» EXERCISE INSTRUCTIONS: In the entries below, find every line holding the string "Debug" and collect it.

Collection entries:
******

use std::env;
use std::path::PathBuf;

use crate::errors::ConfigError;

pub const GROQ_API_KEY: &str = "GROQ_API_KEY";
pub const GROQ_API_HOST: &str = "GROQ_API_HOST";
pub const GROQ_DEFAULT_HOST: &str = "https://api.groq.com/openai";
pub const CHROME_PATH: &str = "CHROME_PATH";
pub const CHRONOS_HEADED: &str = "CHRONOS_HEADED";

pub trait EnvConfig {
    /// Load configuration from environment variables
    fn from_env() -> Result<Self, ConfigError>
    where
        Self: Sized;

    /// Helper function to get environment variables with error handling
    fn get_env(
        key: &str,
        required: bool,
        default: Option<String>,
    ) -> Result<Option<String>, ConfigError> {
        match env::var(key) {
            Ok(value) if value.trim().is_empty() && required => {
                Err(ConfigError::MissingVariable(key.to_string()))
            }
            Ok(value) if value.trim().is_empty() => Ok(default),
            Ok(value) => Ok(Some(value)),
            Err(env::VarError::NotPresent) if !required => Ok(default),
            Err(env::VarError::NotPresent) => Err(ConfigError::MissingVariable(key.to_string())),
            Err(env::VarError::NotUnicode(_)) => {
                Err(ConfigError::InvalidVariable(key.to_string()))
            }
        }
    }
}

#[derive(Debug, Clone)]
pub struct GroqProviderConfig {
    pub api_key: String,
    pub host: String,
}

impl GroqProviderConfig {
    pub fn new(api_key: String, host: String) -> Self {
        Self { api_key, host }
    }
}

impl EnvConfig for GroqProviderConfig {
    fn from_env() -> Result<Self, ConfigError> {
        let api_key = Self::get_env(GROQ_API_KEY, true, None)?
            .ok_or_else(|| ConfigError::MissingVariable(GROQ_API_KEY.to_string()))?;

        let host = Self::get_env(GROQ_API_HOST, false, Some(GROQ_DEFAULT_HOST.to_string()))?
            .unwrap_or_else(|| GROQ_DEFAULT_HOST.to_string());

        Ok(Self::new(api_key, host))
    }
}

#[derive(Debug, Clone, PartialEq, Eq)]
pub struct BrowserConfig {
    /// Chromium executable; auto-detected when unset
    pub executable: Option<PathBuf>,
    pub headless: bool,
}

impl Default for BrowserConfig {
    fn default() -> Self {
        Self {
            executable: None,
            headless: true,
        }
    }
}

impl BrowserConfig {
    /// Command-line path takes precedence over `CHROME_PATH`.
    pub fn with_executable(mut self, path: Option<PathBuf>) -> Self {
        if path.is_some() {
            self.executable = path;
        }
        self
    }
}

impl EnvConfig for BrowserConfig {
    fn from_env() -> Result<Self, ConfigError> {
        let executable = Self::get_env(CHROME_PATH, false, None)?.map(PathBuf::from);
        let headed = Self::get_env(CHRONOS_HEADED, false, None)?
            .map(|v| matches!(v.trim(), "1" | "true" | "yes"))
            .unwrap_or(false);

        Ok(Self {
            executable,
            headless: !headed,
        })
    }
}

******

» RESPONSE:
#[derive(Debug, Clone)]
#[derive(Debug, Clone, PartialEq, Eq)]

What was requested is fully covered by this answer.